Terms of Service

Updated February 11, 2025

These Terms of Service signed by you (“you” and “your”) and Sonans Dissonance AI, Inc., (“Sonans”, “we”, “us”, or “our”) constitute the “Agreement” and is entered into effective as of such signature date (the “Effective Date”). The Agreement contains the terms and conditions under which we will provide software services to you on a subscription basis, as well as related services such as support, maintenance, onboarding and implementation (the “Services”). It shall control over any different or additional terms of any purchase order or other non-Sonans ordering document, and no terms in any such order or document shall apply to the Services. Sonans and you may be referred to in this Agreement individually as a “Party” and collectively as “Parties.”

1. Software

Under this Agreement, Sonans will use commercially reasonable efforts to provide Customer a limited license to use the Sonans AI platform (“Software”) so that you may use the Services.

2. Professional Services

If you decide to purchase specific professional services such as customization, event build, or other consultation services, the terms and conditions of such services will be defined in a separate Professional Services Agreement and Statement of Work.

3. Technical Support

Sonans will provide you with reasonable technical support services in accordance with Company’s standard practice. These Services may be product support, enhancements, modifications, updates, corrections or a subsequent release or version of the Services we generally make available to our customers under our Product Support Services Level Agreement.

4. Tools

We may use tools, software and utilities (“Tools”) to administer the Services and help resolve your requests. Except as necessary for such functions, the Tools do not collect, report, or store any data received from you (collectively, “Customer Data”) residing in the Services.

5. Software License

Sonans grants you, during the period specified in the Agreement for the Services (the "Term”), a nontransferable, non-exclusive, limited license to use the Services solely for your internal business operations under this Agreement. Sonans exclusively owns all right, title and interest in all information, content, and intellectual property rights related to the Services as our Confidential Information and we reserve any rights not expressly granted. With regard to the Services, you agree to not (a) modify, disassemble, decompile, or reverse engineer any part, including without limitation related software or another customer’s data, or otherwise attempt to discover the source code, object code or underlying structure, ideas, know-how or algorithms relevant to the Software; (b) copy or reproduce any part, or create derivative works; (c) access or use any other customer’s data; (d) use the Software for timesharing or service bureau purposes or otherwise for the benefit of a third party; (e) breach any security measure we provide; (f) reduce or impair accessibility; (g) direct anyone to enter cardholder data anywhere except encrypted fields which provide cardholder data security; (h) remove any copyright, trademark, or other proprietary rights notices or labels; or (i) use the Services for any purpose that may (i) harass or cause damage to any person or property; (ii) display content that is false, defamatory, obscene, or offensive; (iii) promote racism or hatred; (iv) constitute unsolicited bulk e-mail, junk mail, or spam; (v) infringe intellectual property, privacy, or other third party rights; or (vi) violate any applicable law. Upon any violation, we may remove or disable access to any prohibited material and/or terminate the license and Services, and you agree to defend and indemnify Sonans for any related claims.

6. Terms and Termination

(a) Initial Term and Renewal. The initial Term commences on the Effective Date. Except as otherwise expressly stated in the Quote, (a) automatic renewal for additional Terms of twelve (12) months each shall occur unless either Party gives the other notice of non-renewal at least thirty (30) days before the end of the relevant Term and (b) any renewal Term is subject to our pricing and terms in effect on the renewal date.

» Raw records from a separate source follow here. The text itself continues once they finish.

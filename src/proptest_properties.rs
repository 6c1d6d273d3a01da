//! Property-based tests using `proptest` for curve and pricing laws.
//!
//! Covers six properties:
//!
//! 1. **Invariant bounds** — `n·(Πx)^(1/n) ≤ D ≤ Σx` for every pool.
//! 2. **Balance round-trip** — re-solving a known balance at the pool's
//!    own `D` recovers it.
//! 3. **Output monotonicity** — a larger sell never returns less.
//! 4. **No free output at the peg** — a balanced pool never pays out
//!    more than it takes in.
//! 5. **Price movement direction** — selling pushes the sell-side spot
//!    price down for any valid pool, so impact is positive.
//! 6. **Effective price bound** — the realised trade price never beats
//!    the pre-trade marginal price.

use proptest::prelude::*;

use crate::pool::StablePool;
use crate::pricing::price_impact;
use crate::solver::{compute_invariant, solve_for_balance};

// ---------------------------------------------------------------------------
// Strategies
// ---------------------------------------------------------------------------

/// Balances in [10 000, 10 000 000], generated on an integer grid so
/// shrinking stays readable.
fn balance_strategy() -> impl Strategy<Value = f64> {
    (10_000u64..=10_000_000u64).prop_map(|v| v as f64)
}

/// Amplification in [1, 500], the range the dashboard sweeps around.
fn amplification_strategy() -> impl Strategy<Value = f64> {
    (1u32..=500u32).prop_map(f64::from)
}

/// Ratio of the second balance to the first in [0.1, 10], so direction
/// properties are exercised well away from the peg in both directions.
fn imbalance_ratio_strategy() -> impl Strategy<Value = f64> {
    (10u32..=1_000u32).prop_map(|v| f64::from(v) / 100.0)
}

fn make_pool(balance_a: f64, balance_b: f64, amp: f64) -> StablePool {
    let Ok(pool) = StablePool::from_raw(&[("DAI", balance_a), ("USDC", balance_b)], amp) else {
        panic!("valid pool");
    };
    pool
}

// ---------------------------------------------------------------------------
// Property 1: Invariant bounds
// ---------------------------------------------------------------------------

proptest! {
    #![proptest_config(ProptestConfig::with_cases(64))]

    #[test]
    fn prop_invariant_between_product_and_sum(
        a in balance_strategy(),
        b in balance_strategy(),
        amp in amplification_strategy(),
    ) {
        let Ok(d) = compute_invariant(&[a, b], amp) else {
            return Err(TestCaseError::fail("invariant must converge"));
        };
        let sum = a + b;
        let geometric = 2.0 * (a * b).sqrt();
        prop_assert!(d <= sum * (1.0 + 1e-8), "D={d} exceeds sum={sum}");
        prop_assert!(
            d >= geometric * (1.0 - 1e-8),
            "D={d} below constant-product floor={geometric}"
        );
    }

    #[test]
    fn prop_invariant_bounds_three_assets(
        a in balance_strategy(),
        b in balance_strategy(),
        c in balance_strategy(),
        amp in amplification_strategy(),
    ) {
        let Ok(d) = compute_invariant(&[a, b, c], amp) else {
            return Err(TestCaseError::fail("invariant must converge"));
        };
        let sum = a + b + c;
        let geometric = 3.0 * (a * b * c).cbrt();
        prop_assert!(d <= sum * (1.0 + 1e-8));
        prop_assert!(d >= geometric * (1.0 - 1e-8));
    }
}

// ---------------------------------------------------------------------------
// Property 2: Balance round-trip
// ---------------------------------------------------------------------------

proptest! {
    #![proptest_config(ProptestConfig::with_cases(64))]

    #[test]
    fn prop_solving_for_a_known_balance_recovers_it(
        a in balance_strategy(),
        b in balance_strategy(),
        amp in amplification_strategy(),
    ) {
        let Ok(d) = compute_invariant(&[a, b], amp) else {
            return Err(TestCaseError::fail("invariant must converge"));
        };
        let Ok(recovered) = solve_for_balance(&[a, b], 1, d, amp) else {
            return Err(TestCaseError::fail("balance solve must converge"));
        };
        prop_assert!(
            ((recovered - b) / b).abs() < 1e-6,
            "recovered {recovered} for known balance {b}"
        );
    }
}

// ---------------------------------------------------------------------------
// Properties 3 and 4: Trade output laws
// ---------------------------------------------------------------------------

proptest! {
    #![proptest_config(ProptestConfig::with_cases(64))]

    #[test]
    fn prop_larger_sell_never_returns_less(
        a in balance_strategy(),
        b in balance_strategy(),
        amp in amplification_strategy(),
    ) {
        let pool = make_pool(a, b, amp);
        let small = a / 100.0;
        let large = a / 10.0;

        let Ok(trade_small) = pool.simulate_trade("DAI", "USDC", small) else {
            return Err(TestCaseError::fail("small trade must simulate"));
        };
        let Ok(trade_large) = pool.simulate_trade("DAI", "USDC", large) else {
            return Err(TestCaseError::fail("large trade must simulate"));
        };
        prop_assert!(trade_large.amount_out() > trade_small.amount_out());
    }

    #[test]
    fn prop_balanced_pool_never_pays_more_than_it_takes(
        reserve in balance_strategy(),
        amp in amplification_strategy(),
    ) {
        let pool = make_pool(reserve, reserve, amp);
        let amount_in = reserve / 10.0;
        let Ok(trade) = pool.simulate_trade("DAI", "USDC", amount_in) else {
            return Err(TestCaseError::fail("trade must simulate"));
        };
        prop_assert!(trade.amount_out() < amount_in);
    }
}

// ---------------------------------------------------------------------------
// Properties 5 and 6: Price movement and effective price
// ---------------------------------------------------------------------------

proptest! {
    #![proptest_config(ProptestConfig::with_cases(64))]

    #[test]
    fn prop_selling_has_positive_price_impact(
        a in balance_strategy(),
        ratio in imbalance_ratio_strategy(),
        amp in amplification_strategy(),
    ) {
        let pool = make_pool(a, a * ratio, amp);
        let Ok(trade) = pool.simulate_trade("DAI", "USDC", a / 10.0) else {
            return Err(TestCaseError::fail("trade must simulate"));
        };
        let (before, after) = trade.balances_in();
        let Ok(price_before) = pool.spot_price_at("DAI", "USDC", before) else {
            return Err(TestCaseError::fail("pre-trade price"));
        };
        let Ok(price_after) = pool.spot_price_at("DAI", "USDC", after) else {
            return Err(TestCaseError::fail("post-trade price"));
        };
        prop_assert!(price_after < price_before);
        prop_assert!(price_impact(price_before, price_after) > 0.0);
    }

    #[test]
    fn prop_effective_price_never_beats_pre_trade_marginal(
        a in balance_strategy(),
        b in balance_strategy(),
        amp in amplification_strategy(),
    ) {
        let pool = make_pool(a, b, amp);
        let Ok(trade) = pool.simulate_trade("DAI", "USDC", a / 10.0) else {
            return Err(TestCaseError::fail("trade must simulate"));
        };
        let Ok(price_before) = pool.spot_price("DAI", "USDC") else {
            return Err(TestCaseError::fail("pre-trade price"));
        };
        let effective = trade.effective_price().get();
        prop_assert!(
            effective <= price_before.get() * (1.0 + 1e-9),
            "effective {effective} above pre-trade marginal {price_before}"
        );
    }
}
//! Result records returned by the trade simulator and depth-cost analysis.

use core::fmt;

use serde::{Deserialize, Serialize};

use crate::error::Result;

use super::{AssetName, Price};

/// Label for the pre-trade sample point.
pub const LABEL_BEFORE_TRADE: &str = "before trade";

/// Label for the post-trade sample point.
pub const LABEL_AFTER_TRADE: &str = "after trade";

/// Outcome of a simulated trade against a fixed pool snapshot.
///
/// Carries the two-point sampling the dashboard plots on the curve and
/// spot-price charts: the input-asset balance before and after the
/// trade, the output-asset balance before and after, and the
/// human-readable labels for the two sampled points.
///
/// Effective price is quoted in both directions:
/// [`effective_price`](Self::effective_price) is units of the output
/// asset per unit of the input asset (`amount_out / amount_in`), and
/// [`effective_price_inverse`](Self::effective_price_inverse) is its
/// reciprocal (input per output).
#[derive(Debug, Clone, PartialEq, Serialize, Deserialize)]
pub struct TradeResult {
    asset_in: AssetName,
    asset_out: AssetName,
    amount_in: f64,
    amount_out: f64,
    balance_in_before: f64,
    balance_in_after: f64,
    balance_out_before: f64,
    balance_out_after: f64,
    effective_price: Price,
}

impl TradeResult {
    #[allow(clippy::too_many_arguments)]
    pub(crate) fn new(
        asset_in: AssetName,
        asset_out: AssetName,
        amount_in: f64,
        amount_out: f64,
        balance_in_before: f64,
        balance_in_after: f64,
        balance_out_before: f64,
        balance_out_after: f64,
        effective_price: Price,
    ) -> Self {
        Self {
            asset_in,
            asset_out,
            amount_in,
            amount_out,
            balance_in_before,
            balance_in_after,
            balance_out_before,
            balance_out_after,
            effective_price,
        }
    }

    /// Returns the name of the asset sold into the pool.
    #[must_use]
    pub const fn asset_in(&self) -> &AssetName {
        &self.asset_in
    }

    /// Returns the name of the asset bought from the pool.
    #[must_use]
    pub const fn asset_out(&self) -> &AssetName {
        &self.asset_out
    }

    /// Returns the amount of the input asset sold.
    #[must_use]
    pub const fn amount_in(&self) -> f64 {
        self.amount_in
    }

    /// Returns the amount of the output asset received.
    #[must_use]
    pub const fn amount_out(&self) -> f64 {
        self.amount_out
    }

    /// Returns the `(before, after)` pool balances of the input asset.
    #[must_use]
    pub const fn balances_in(&self) -> (f64, f64) {
        (self.balance_in_before, self.balance_in_after)
    }

    /// Returns the `(before, after)` pool balances of the output asset.
    #[must_use]
    pub const fn balances_out(&self) -> (f64, f64) {
        (self.balance_out_before, self.balance_out_after)
    }

    /// Returns the effective price: output asset per unit of input asset.
    #[must_use]
    pub const fn effective_price(&self) -> Price {
        self.effective_price
    }

    /// Returns the effective price quoted the other way: input asset per
    /// unit of output asset.
    ///
    /// # Errors
    ///
    /// Returns [`EngineError::InvalidPrice`](crate::error::EngineError::InvalidPrice)
    /// only for subnormal extremes where the reciprocal is not finite.
    pub fn effective_price_inverse(&self) -> Result<Price> {
        self.effective_price.inverse()
    }

    /// Returns the labels of the two sampled points, in order.
    #[must_use]
    pub const fn point_labels(&self) -> [&'static str; 2] {
        [LABEL_BEFORE_TRADE, LABEL_AFTER_TRADE]
    }
}

/// Direction of a depth-cost trade relative to the input asset.
#[derive(Debug, Clone, Copy, PartialEq, Eq, Serialize, Deserialize)]
pub enum TradeSide {
    /// Input asset is sold into the pool; its spot price falls.
    Sell,
    /// Input asset is bought out of the pool; its spot price rises.
    Buy,
}

impl fmt::Display for TradeSide {
    fn fmt(&self, f: &mut fmt::Formatter<'_>) -> fmt::Result {
        match self {
            Self::Sell => write!(f, "sell"),
            Self::Buy => write!(f, "buy"),
        }
    }
}

/// Result of a cost-to-target-price search: how much of the input asset
/// must be traded, and in which direction, to move the spot price to the
/// requested target.
#[derive(Debug, Clone, Copy, PartialEq, Serialize, Deserialize)]
pub struct DepthQuote {
    side: TradeSide,
    amount_in: f64,
    achieved_price: Price,
}

impl DepthQuote {
    pub(crate) const fn new(side: TradeSide, amount_in: f64, achieved_price: Price) -> Self {
        Self {
            side,
            amount_in,
            achieved_price,
        }
    }

    /// Returns the trade direction.
    #[must_use]
    pub const fn side(&self) -> TradeSide {
        self.side
    }

    /// Returns the input-asset amount that reaches the target price.
    /// Always non-negative; zero when the pool already sits at the target.
    #[must_use]
    pub const fn amount_in(&self) -> f64 {
        self.amount_in
    }

    /// Returns the spot price actually achieved at the solved amount.
    #[must_use]
    pub const fn achieved_price(&self) -> Price {
        self.achieved_price
    }
}
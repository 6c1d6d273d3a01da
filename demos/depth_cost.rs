//! Depth costing: how much must be traded to move the price?
//!
//! Asks the dashboard's liquidity question for several amplification
//! values: the input amount that pushes the DAI -> USDC spot price 2%
//! off its current level, in both directions. Flat curves concentrate
//! liquidity at the peg, so the same move costs more input as the
//! amplification grows; a target beyond what selling the whole recorded
//! balance can reach is reported as unreachable instead of a number.
//!
//! # Run
//!
//! ```bash
//! cargo run --example depth_cost
//! ```

use stableswap_sim::domain::DepthQuote;
use stableswap_sim::error::EngineError;
use stableswap_sim::pool::StablePool;

fn main() -> Result<(), Box<dyn std::error::Error>> {
    println!("=== StableSwap depth cost ===\n");

    let balances = [("DAI", 1_000_000.0), ("USDC", 1_000_000.0)];
    println!("Assets:    DAI / USDC");
    println!("Balances:  1 000 000 / 1 000 000");
    println!("Targets:   spot -2% (sell side), spot +2% (buy side)\n");

    println!("{:>8}  {:>10}  {:>18}  {:>18}", "amp", "spot", "cost to -2%", "cost to +2%");

    for amp in [0.5, 2.0, 4.0, 10.0, 20.0, 200.0] {
        let pool = StablePool::from_raw(&balances, amp)?;
        let spot = pool.spot_price("DAI", "USDC")?;

        let down = spot.shifted(-0.02)?;
        let up = spot.shifted(0.02)?;

        let sell = describe(pool.cost_to_reach_price("DAI", "USDC", down));
        let buy = describe(pool.cost_to_reach_price("DAI", "USDC", up));

        println!("{amp:>8.1}  {:>10.6}  {sell:>18}  {buy:>18}", spot.get());
    }

    println!("\nHigher amplification buys depth near the peg: the same 2%");
    println!("move costs more input on a flatter curve.");

    Ok(())
}

fn describe(quote: stableswap_sim::error::Result<DepthQuote>) -> String {
    match quote {
        Ok(quote) => format!("{} {:.2}", quote.side(), quote.amount_in()),
        Err(EngineError::UnreachableTarget(_)) => String::from("unreachable"),
        Err(error) => format!("error: {error}"),
    }
}
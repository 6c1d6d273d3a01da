//! Exchange rate between two assets.

use core::fmt;

use serde::{Deserialize, Serialize};

use crate::error::{EngineError, Result};

/// Exchange rate between two assets as a dimensionless ratio
/// (units of the output asset per unit of the input asset).
///
/// Wraps an `f64` value that must be finite and strictly positive. A
/// StableSwap spot price is a ratio of two strictly positive derivative
/// terms, so zero is never a legitimate price here.
///
/// # Examples
///
/// ```
/// use stableswap_sim::domain::Price;
///
/// let price = Price::new(1.002);
/// assert!(price.is_ok());
/// assert!(Price::new(0.0).is_err());
/// ```
#[derive(Debug, Clone, Copy, PartialEq, PartialOrd, Serialize, Deserialize)]
pub struct Price(f64);

impl Price {
    /// Price ratio of 1:1, a balanced pool at peg.
    pub const ONE: Self = Self(1.0);

    /// Creates a new `Price` from an `f64` value.
    ///
    /// # Errors
    ///
    /// Returns [`EngineError::InvalidPrice`] if the value is zero,
    /// negative, NaN, or infinite.
    pub fn new(value: f64) -> Result<Self> {
        if !value.is_finite() || value <= 0.0 {
            return Err(EngineError::InvalidPrice(
                "price must be finite and strictly positive",
            ));
        }
        Ok(Self(value))
    }

    /// Returns the underlying `f64` value.
    #[must_use]
    pub const fn get(&self) -> f64 {
        self.0
    }

    /// Computes the reciprocal price (`1 / self`), quoting the same
    /// exchange rate in the opposite direction.
    ///
    /// # Errors
    ///
    /// Returns [`EngineError::InvalidPrice`] if the reciprocal is not
    /// finite (only possible for subnormal extremes).
    pub fn inverse(&self) -> Result<Self> {
        Self::new(1.0 / self.0)
    }

    /// Returns this price shifted by a relative change, e.g. `-0.02`
    /// for a 2% lower target. This is how the dashboard derives its
    /// depth-cost price targets.
    ///
    /// # Errors
    ///
    /// Returns [`EngineError::InvalidPrice`] if the shifted value is
    /// not strictly positive (e.g. `change <= -1.0`).
    pub fn shifted(&self, change: f64) -> Result<Self> {
        Self::new(self.0 * (1.0 + change))
    }
}

impl fmt::Display for Price {
    fn fmt(&self, f: &mut fmt::Formatter<'_>) -> fmt::Result {
        write!(f, "{}", self.0)
    }
}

(b) Early Termination by Either Party. Either Party may terminate this Agreement (i) immediately if the other Party ceases doing business in the normal course or becomes the subject of a bankruptcy proceeding or (ii) upon the other Party’s breach that is not cured within thirty (30) days of written notice specifying the breach in detail. If you are the breaching party, Sonans reserves the right to immediately suspend your access and use of the Services during such cure period.

(c) Effect of Termination. Upon any termination of the Agreement, all right to access and use the Services immediately ceases. If you are not in breach of this Agreement, upon receiving your written request within ninety (90) days after termination, we will make available to you a file of your Customer Data then in our possession. We assume no obligation to retain Customer Data more than ninety (90) days following termination and we may in our sole discretion permanently delete it. You agree to promptly delete or return any Sonans information in your possession or control.

7. Payment

Invoices itemize any Services, overages, and taxes or other governmental charges. Unless otherwise agreed in writing, we invoice you at the effective date of the Agreement and about one (1) month before the start of any renewal or subsequent billing period. Payment in full is due within thirty (30) days of the invoice date unless the Parties agree In writing on a different payment term. All fees are irrevocable and nonrefundable due to Sonans' substantial up-front investment of time and resources in implementing the Services. Suspension of Services due to nonpayment does not waive any payment obligation. If an account is sixty (60) days or more past due, (a) any unpaid amounts provided for In the Agreement accelerate and are immediately due and payable (after full payment, restoration of Services for the remainder of the Term may be requested) and (b) we reserve the right to permanently delete any Customer Data.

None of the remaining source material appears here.